That’s what a spokesperson for the Center for Constitutional Rights had to say about Eric Holder’s new State Secrets policy: that it’s just "smoke and mirrors."

The ACLU is similarly unimpressed. Ben Wizner, of the ACLU’s National Security Project, says,

On paper, this is a step forward. In court however, the Obama administration continues to defend a broader view of state secrets put forward by the Bush administration and to demand that federal courts throw out lawsuits filed by victims of torture and illegal surveillance. In recent years, we have seen the executive branch engage in grave human rights violations, declare those activities ‘state secrets,’ and thus avoid any judicial oversight or accountability. It is critical that the courts play a meaningful role in deciding whether victims of human rights abuse will have an opportunity to seek justice. Real reform of the state secrets privilege must affirm the power of the courts to reject false claims of ‘national security. 

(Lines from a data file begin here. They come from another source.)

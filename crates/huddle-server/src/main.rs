use std::net::SocketAddr;
use std::path::PathBuf;
use std::str::FromStr;
use std::time::Duration;

use anyhow::Context;
use axum::{
    Router,
    extract::{State, WebSocketUpgrade},
    response::IntoResponse,
    routing::get,
};
use tokio_util::sync::CancellationToken;
use tokio_util::task::TaskTracker;
use tower_http::trace::TraceLayer;
use tracing::{info, warn};

use huddle_api::maintenance;
use huddle_api::{AppState, AppStateInner, Settings};
use huddle_gateway::{Registry, handle_connection};
use huddle_store::Store;

#[derive(Clone)]
struct ServerState {
    router: huddle_api::Router,
    registry: Registry,
    tracker: TaskTracker,
    shutdown: CancellationToken,
}

#[tokio::main]
async fn main() -> anyhow::Result<()> {
    // Load .env if present
    let _ = dotenvy::dotenv();

    // Init logging
    tracing_subscriber::fmt()
        .with_env_filter(
            tracing_subscriber::EnvFilter::try_from_default_env()
                .unwrap_or_else(|_| "huddle=debug,tower_http=debug".into()),
        )
        .init();

    // Config
    let host = std::env::var("HUDDLE_HOST").unwrap_or_else(|_| "0.0.0.0".into());
    let port: u16 = env_or("HUDDLE_PORT", 3000)?;
    let data_dir: PathBuf = std::env::var("HUDDLE_DATA_DIR")
        .unwrap_or_else(|_| "./huddle-data".into())
        .into();
    let sweep_interval = Duration::from_secs(env_or("HUDDLE_SWEEP_INTERVAL_SECS", 3600)?);

    let defaults = Settings::default();
    let settings = Settings {
        inactivity: inactivity_from_days(env_or("HUDDLE_INACTIVITY_DAYS", 90)?)?,
        poll_interval: Duration::from_secs(env_or("HUDDLE_POLL_INTERVAL_SECS", 5)?),
        key_exchange_timeout: Duration::from_secs(env_or("HUDDLE_KEY_TIMEOUT_SECS", 10)?),
        history_limit: env_or("HUDDLE_HISTORY_LIMIT", defaults.history_limit)?,
        ..defaults
    };

    // Init store. Nothing else writes yet, so every lock marker is orphaned.
    let store = Store::open(&data_dir)
        .await
        .with_context(|| format!("opening data directory {}", data_dir.display()))?;
    let recovered = store.recover_locks().await?;
    if recovered > 0 {
        warn!("Removed {} orphaned lock marker(s) left by a previous run", recovered);
    }

    // Shared state
    let registry = Registry::new();
    let app_state: AppState = AppStateInner::new(store, registry.clone(), settings);

    let shutdown = CancellationToken::new();

    // Background maintenance task
    let sweep = tokio::spawn(maintenance::run_maintenance_loop(
        app_state.clone(),
        sweep_interval,
        shutdown.clone(),
    ));

    let state = ServerState {
        router: huddle_api::Router::new(app_state),
        registry: registry.clone(),
        tracker: TaskTracker::new(),
        shutdown,
    };

    let app = Router::new()
        .route("/gateway", get(ws_upgrade))
        .layer(TraceLayer::new_for_http())
        .with_state(state.clone());

    let addr: SocketAddr = format!("{}:{}", host, port).parse()?;
    info!("Huddle server listening on {}", addr);
    info!("Data directory: {}", data_dir.display());

    let listener = tokio::net::TcpListener::bind(addr).await?;
    axum::serve(listener, app)
        .with_graceful_shutdown(shutdown_signal(state.shutdown.clone()))
        .await?;

    // Let a running sweep and every connection finish their current work.
    if let Err(e) = sweep.await {
        warn!("Maintenance task ended abnormally: {}", e);
    }
    state.tracker.close();
    info!("Waiting for {} connection(s) to close", state.tracker.len());
    state.tracker.wait().await;
    registry.clear().await;
    info!("Shutdown complete");

    Ok(())
}

async fn ws_upgrade(State(state): State<ServerState>, ws: WebSocketUpgrade) -> impl IntoResponse {
    ws.on_upgrade(move |socket| {
        let ServerState {
            router,
            registry,
            tracker,
            shutdown,
        } = state;
        tracker.track_future(handle_connection(socket, registry, router, shutdown))
    })
}

fn env_or<T>(name: &str, default: T) -> anyhow::Result<T>
where
    T: FromStr,
    T::Err: std::error::Error + Send + Sync + 'static,
{
    match std::env::var(name) {
        Ok(raw) => raw
            .parse()
            .with_context(|| format!("{} has an invalid value: {:?}", name, raw)),
        Err(_) => Ok(default),
    }
}

fn inactivity_from_days(days: i64) -> anyhow::Result<chrono::TimeDelta> {
    chrono::TimeDelta::try_days(days)
        .filter(|d| *d > chrono::TimeDelta::zero())
        .with_context(|| format!("HUDDLE_INACTIVITY_DAYS out of range: {}", days))
}

/// Resolves on Ctrl+C or SIGTERM and tells live connections to wind down.
async fn shutdown_signal(shutdown: CancellationToken) {
    let ctrl_c = tokio::signal::ctrl_c();
    #[cfg(unix)]
    {
        match tokio::signal::unix::signal(tokio::signal::unix::SignalKind::terminate()) {
            Ok(mut sigterm) => {
                tokio::select! {
                    _ = ctrl_c => info!("Received Ctrl+C, shutting down..."),
                    _ = sigterm.recv() => info!("Received SIGTERM, shutting down..."),
                }
            }
            Err(e) => {
                warn!("SIGTERM handler unavailable ({}), waiting for Ctrl+C only", e);
                ctrl_c.await.ok();
                info!("Received Ctrl+C, shutting down...");
            }
        }
    }
    #[cfg(not(unix))]
    {
        ctrl_c.await.ok();
        info!("Received Ctrl+C, shutting down...");
    }
    shutdown.cancel();
}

Congressman Nadler welcomes some of the changes but promises to continue pushing a State Secrets bill through Congress.

These new requirements, particularly the requirement for the Attorney General to approve any state secrets claim only after reviewing information and determining whether the disclosure of such information would cause significant harm to national security, are significant steps toward improving the use of the state secrets privilege. I also applaud the Attorney General’s positive declaration that the state secrets privilege cannot be used to conceal unlawful conduct by the federal government or to prevent the exposure of embarrassing details. Another important change is the mandatory referral to the Inspector General of any case in which assertion of the state secrets privilege raises credible concerns.

These are all critical steps toward transparency and increased due process, and I believe that the Obama Administration has undertaken them in good faith, with both national security and justice in mind. Nevertheless, these reforms fall short of what is necessary. There is still no prohibition against dismissing entire cases from the outset, before the courts and parties have an opportunity to determine whether the information at issue is subject to the privilege and, if so, whether a case can proceed regardless.

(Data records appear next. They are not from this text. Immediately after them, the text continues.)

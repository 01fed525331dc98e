use std::future::Future;

use chrono::Utc;
use tracing::{debug, warn};

use huddle_gateway::{Flow, FrameHandler, Session};
use huddle_types::codes::ErrorCode;
use huddle_types::events::{ClientCommand, Refusal, ServerEvent};
use huddle_types::models::User;

use crate::error::{ApiError, ApiResult};
use crate::files::Upload;
use crate::state::AppState;
use crate::{accounts, auth, channels, files, keys, messages};

/// Protocol state machine for one connection at a time. Decodes each frame,
/// enforces the authentication gate, and dispatches to exactly one handler.
#[derive(Clone)]
pub struct Router {
    state: AppState,
}

impl Router {
    pub fn new(state: AppState) -> Self {
        Self { state }
    }

    pub fn state(&self) -> &AppState {
        &self.state
    }

    async fn reply(&self, session: &Session, event: ServerEvent) {
        self.state.registry.send_to_conn(session.conn_id(), event).await;
    }

    async fn dispatch(&self, session: &mut Session, text: &str) -> Flow {
        if session.is_closed() {
            return Flow::Close;
        }

        let command: ClientCommand = match serde_json::from_str(text) {
            Ok(command) => command,
            Err(e) => {
                debug!("Undecodable frame on {}: {}", session.conn_id(), e);
                let refusal = ApiError::Parsing(e.to_string()).to_refusal();
                self.reply(session, ServerEvent::Error(refusal)).await;
                return Flow::Continue;
            }
        };

        match (session.email().is_some(), command.requires_auth()) {
            (false, true) => {
                self.reply(session, ServerEvent::Error(ApiError::Permission.to_refusal()))
                    .await;
                return Flow::Continue;
            }
            (true, false) => {
                let refusal = Refusal::new(ErrorCode::Permission, "already authenticated");
                self.reply(session, ServerEvent::Error(refusal)).await;
                return Flow::Continue;
            }
            _ => {}
        }

        let name = command.name();
        let refuse = refusal_event(&command);
        match self.route(session, command).await {
            Ok(flow) => flow,
            Err(e) => {
                warn!("{} refused on {}: {}", name, session.conn_id(), e);
                self.reply(session, refuse(e.to_refusal())).await;
                Flow::Continue
            }
        }
    }

    async fn route(&self, session: &mut Session, command: ClientCommand) -> ApiResult<Flow> {
        let state = &self.state;

        let command = match command {
            ClientCommand::LoginRequest { email, password } => {
                auth::login(state, session, email, password).await?;
                return Ok(Flow::Continue);
            }
            ClientCommand::SignupRequest {
                email,
                nickname,
                password,
            } => {
                auth::signup(state, session, email, nickname, password).await?;
                return Ok(Flow::Continue);
            }
            other => other,
        };
        let user = self.current_user(session).await?;

        match command {
            ClientCommand::LoginRequest { .. } | ClientCommand::SignupRequest { .. } => {}

            ClientCommand::SendMessage { channel, body } => {
                messages::send(state, session, &user, channel, body).await?
            }
            ClientCommand::HistoryRequest { channel, count } => {
                messages::history(state, session, &user, channel, count).await?
            }
            ClientCommand::LookupRequest {
                channel,
                local_time,
                utc_offset_minutes,
            } => messages::lookup(state, session, &user, channel, local_time, utc_offset_minutes).await?,
            ClientCommand::DeleteMessage { channel, message_id } => {
                messages::delete(state, session, &user, channel, message_id).await?
            }

            ClientCommand::JoinChannel { channel, history } => {
                channels::join(state, session, &user, channel, history).await?
            }
            ClientCommand::LeaveChannel { channel } => channels::leave(state, session, &user, channel).await?,
            ClientCommand::CreateChannel { name, visibility } => {
                channels::create(state, session, &user, name, visibility).await?
            }
            ClientCommand::ListChannels => channels::list(state, session, &user).await?,
            ClientCommand::ChannelOpen { channel } => channels::open(state, session, &user, channel).await?,
            ClientCommand::ChannelClose { channel } => channels::close(state, session, channel).await,
            ClientCommand::ParticipantsRequest { channel } => {
                channels::participants_request(state, session, &user, channel).await?
            }

            ClientCommand::ChangeNickname { nickname } => {
                accounts::change_nickname(state, &user, nickname).await?
            }
            ClientCommand::DeleteAccount { email } => {
                return accounts::delete_account(state, session, &user, email).await;
            }

            ClientCommand::PublishPublicKey { public_key } => {
                keys::publish(state, session, &user, public_key).await?
            }
            ClientCommand::PublicKeyRequest { target } => keys::request(state, session, &user, target).await?,
            ClientCommand::PublicKeyReply {
                request_id,
                public_key,
            } => keys::reply(state, &user, request_id, public_key).await?,
            ClientCommand::InviteUser {
                channel,
                invitee,
                encrypted_secret,
            } => keys::invite(state, session, &user, channel, invitee, encrypted_secret).await?,
            ClientCommand::ListInvites => keys::list_invites(state, session, &user).await?,

            ClientCommand::FileUpload {
                channel,
                file_name,
                payload,
                encoding,
                key_material,
            } => {
                let upload = Upload {
                    channel,
                    file_name,
                    payload,
                    encoding,
                    key_material,
                };
                files::upload(state, session, &user, upload).await?
            }
            ClientCommand::FileDownload { file_id } => files::download(state, session, &user, file_id).await?,

            ClientCommand::FriendAdd { email } => accounts::friend_add(state, session, &user, email).await?,
            ClientCommand::FriendRemove { email } => {
                accounts::friend_remove(state, session, &user, email).await?
            }
            ClientCommand::FriendList => accounts::friend_list(state, session, &user).await?,
        }
        Ok(Flow::Continue)
    }

    /// Fresh copy of the authenticated user's row.
    async fn current_user(&self, session: &Session) -> ApiResult<User> {
        let email = session.email().ok_or(ApiError::Permission)?;
        self.state
            .store
            .query::<User>()
            .by_key(email)
            .first()
            .await?
            .ok_or(ApiError::UserVanished)
    }
}

/// Which refusal frame answers a failed command.
fn refusal_event(command: &ClientCommand) -> fn(Refusal) -> ServerEvent {
    match command {
        ClientCommand::LoginRequest { .. } => ServerEvent::LoginRefused,
        ClientCommand::SignupRequest { .. } => ServerEvent::SignupRefused,
        ClientCommand::SendMessage { .. } => ServerEvent::MessageFailed,
        ClientCommand::HistoryRequest { .. } => ServerEvent::HistoryFailed,
        ClientCommand::LookupRequest { .. } => ServerEvent::LookupFailed,
        ClientCommand::DeleteMessage { .. } => ServerEvent::DeleteMessageFailed,
        ClientCommand::JoinChannel { .. } => ServerEvent::JoinFailed,
        ClientCommand::LeaveChannel { .. } => ServerEvent::LeaveFailed,
        ClientCommand::CreateChannel { .. } => ServerEvent::CreateFailed,
        ClientCommand::ListChannels => ServerEvent::ChannelListFailed,
        ClientCommand::ChannelOpen { .. } | ClientCommand::ChannelClose { .. } => ServerEvent::Error,
        ClientCommand::ParticipantsRequest { .. } => ServerEvent::ParticipantsFailed,
        ClientCommand::ChangeNickname { .. } => ServerEvent::NicknameFailed,
        ClientCommand::DeleteAccount { .. } => ServerEvent::DeleteFailed,
        ClientCommand::PublishPublicKey { .. } => ServerEvent::PublishKeyFailed,
        ClientCommand::PublicKeyRequest { .. } | ClientCommand::PublicKeyReply { .. } => {
            ServerEvent::PublicKeyFailed
        }
        ClientCommand::InviteUser { .. } | ClientCommand::ListInvites => ServerEvent::InviteFailed,
        ClientCommand::FileUpload { .. } | ClientCommand::FileDownload { .. } => ServerEvent::FileFailed,
        ClientCommand::FriendAdd { .. } | ClientCommand::FriendRemove { .. } | ClientCommand::FriendList => {
            ServerEvent::FriendFailed
        }
    }
}

impl FrameHandler for Router {
    fn handle_frame<'a>(
        &'a self,
        session: &'a mut Session,
        text: &'a str,
    ) -> impl Future<Output = Flow> + Send + 'a {
        self.dispatch(session, text)
    }

    fn handle_heartbeat<'a>(&'a self, session: &'a Session) -> impl Future<Output = ()> + Send + 'a {
        async move {
            let Some(email) = session.email() else {
                return;
            };
            if let Err(e) = auth::touch_user(&self.state, email, Utc::now()).await {
                warn!("Heartbeat for {} not recorded: {}", email, e);
            }
        }
    }

    fn handle_close<'a>(&'a self, session: &'a mut Session) -> impl Future<Output = ()> + Send + 'a {
        async move {
            session.stop_polling(None);
            if let Some(email) = session.email() {
                // The account may already be gone after a self-deletion.
                if let Err(e) = auth::touch_user(&self.state, email, Utc::now()).await {
                    warn!("Last-seen for {} not recorded: {}", email, e);
                }
            }
            session.close();
        }
    }
}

We must not understate the extent to which the abuse of the state secrets privilege poses a major threat to our system of justice. Read more

More on Holder’s “New” State Secrets Policy

Here is the Holder memo announcing a "change" in the state secrets process. As bmaz has said, the change is procedural only–it still retains all the ability to invoke state secrets with the executive with little recourse to those whose suits have been hindered by the invocation of state secrets.

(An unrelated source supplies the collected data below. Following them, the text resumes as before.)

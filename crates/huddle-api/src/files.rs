use base64::Engine;
use base64::engine::general_purpose::STANDARD as B64;
use chrono::Utc;
use sha2::{Digest, Sha256};
use tracing::{info, warn};
use uuid::Uuid;

use huddle_gateway::Session;
use huddle_types::events::{FileMeta, ServerEvent};
use huddle_types::models::{Encoding, FileAttachment, User};

use crate::channels::require_member;
use crate::error::{ApiError, ApiResult};
use crate::state::AppState;

pub struct Upload {
    pub channel: String,
    pub file_name: String,
    pub payload: String,
    pub encoding: Encoding,
    pub key_material: Option<String>,
}

/// Hex SHA-256 of a base64 payload, rejecting anything that is not base64.
pub fn payload_digest(payload: &str) -> ApiResult<String> {
    let bytes = B64
        .decode(payload)
        .map_err(|e| ApiError::InvalidPayload(e.to_string()))?;
    let mut hasher = Sha256::new();
    hasher.update(&bytes);
    Ok(hex::encode(hasher.finalize()))
}

pub async fn upload(state: &AppState, session: &Session, user: &User, upload: Upload) -> ApiResult<()> {
    require_member(state, user, &upload.channel).await?;

    let file_name = upload.file_name.trim().to_string();
    if file_name.is_empty() {
        return Err(ApiError::InvalidPayload("file name must not be empty".into()));
    }
    let sha256 = payload_digest(&upload.payload)?;

    let file = FileAttachment {
        id: Uuid::new_v4().to_string(),
        channel: upload.channel,
        sender: user.email.clone(),
        timestamp: Utc::now(),
        file_name,
        payload: upload.payload,
        encoding: upload.encoding,
        key_material: upload.key_material,
        sha256,
    };
    let file = state.store.insert(file).await.map_err(|e| {
        warn!("Failed to store file from {}: {}", user.email, e);
        ApiError::InsertFailed
    })?;

    info!(
        "{} uploaded {} ({:?}) to {}",
        user.email, file.file_name, file.encoding, file.channel
    );
    state
        .registry
        .broadcast_to_channel(
            &file.channel,
            ServerEvent::FileReceived(FileMeta::from(&file)),
            Some(session.conn_id()),
        )
        .await;
    state
        .registry
        .send_to_conn(
            session.conn_id(),
            ServerEvent::FileStored {
                id: file.id,
                sha256: file.sha256,
            },
        )
        .await;
    Ok(())
}

pub async fn download(state: &AppState, session: &Session, user: &User, file_id: String) -> ApiResult<()> {
    let file = state
        .store
        .query::<FileAttachment>()
        .by_key(&file_id)
        .first()
        .await?
        .ok_or_else(|| ApiError::FileNotFound(file_id.clone()))?;
    require_member(state, user, &file.channel).await?;

    state
        .registry
        .send_to_conn(session.conn_id(), ServerEvent::FileData(file))
        .await;
    Ok(())
}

But I did want to point out a few details. First, this policy goes into effect on October 1. While it’s unlikely, the one week in question does give Article III Courts a week to act to change the underlying reality with regards to state secrets.

Second, note that the policy replaces real courts with IG investigation (this is from the DOJ press release):

Referral to Inspectors General. The policy implements a referral process to relevant Offices of Inspector General whenever there are credible allegations of government wrongdoing in a case, but the assertion of state secrets privilege might preclude the case from moving forward.

That is, if you want to sue the government for rendering you to be tortured, for wiretapping you illegally, or for bugging your DEA office in Burma, if your case gets dismissed for state secrets, you’ll have the satisfaction of knowing that an Inspector General will investigate your allegations.

Big whoop. In at least Horn and al-Haramain (and arguably, Jeppesen) that investigation has already been done. In fact, in Horn, one of the things the government is asserting state secrets on are IG Reports!!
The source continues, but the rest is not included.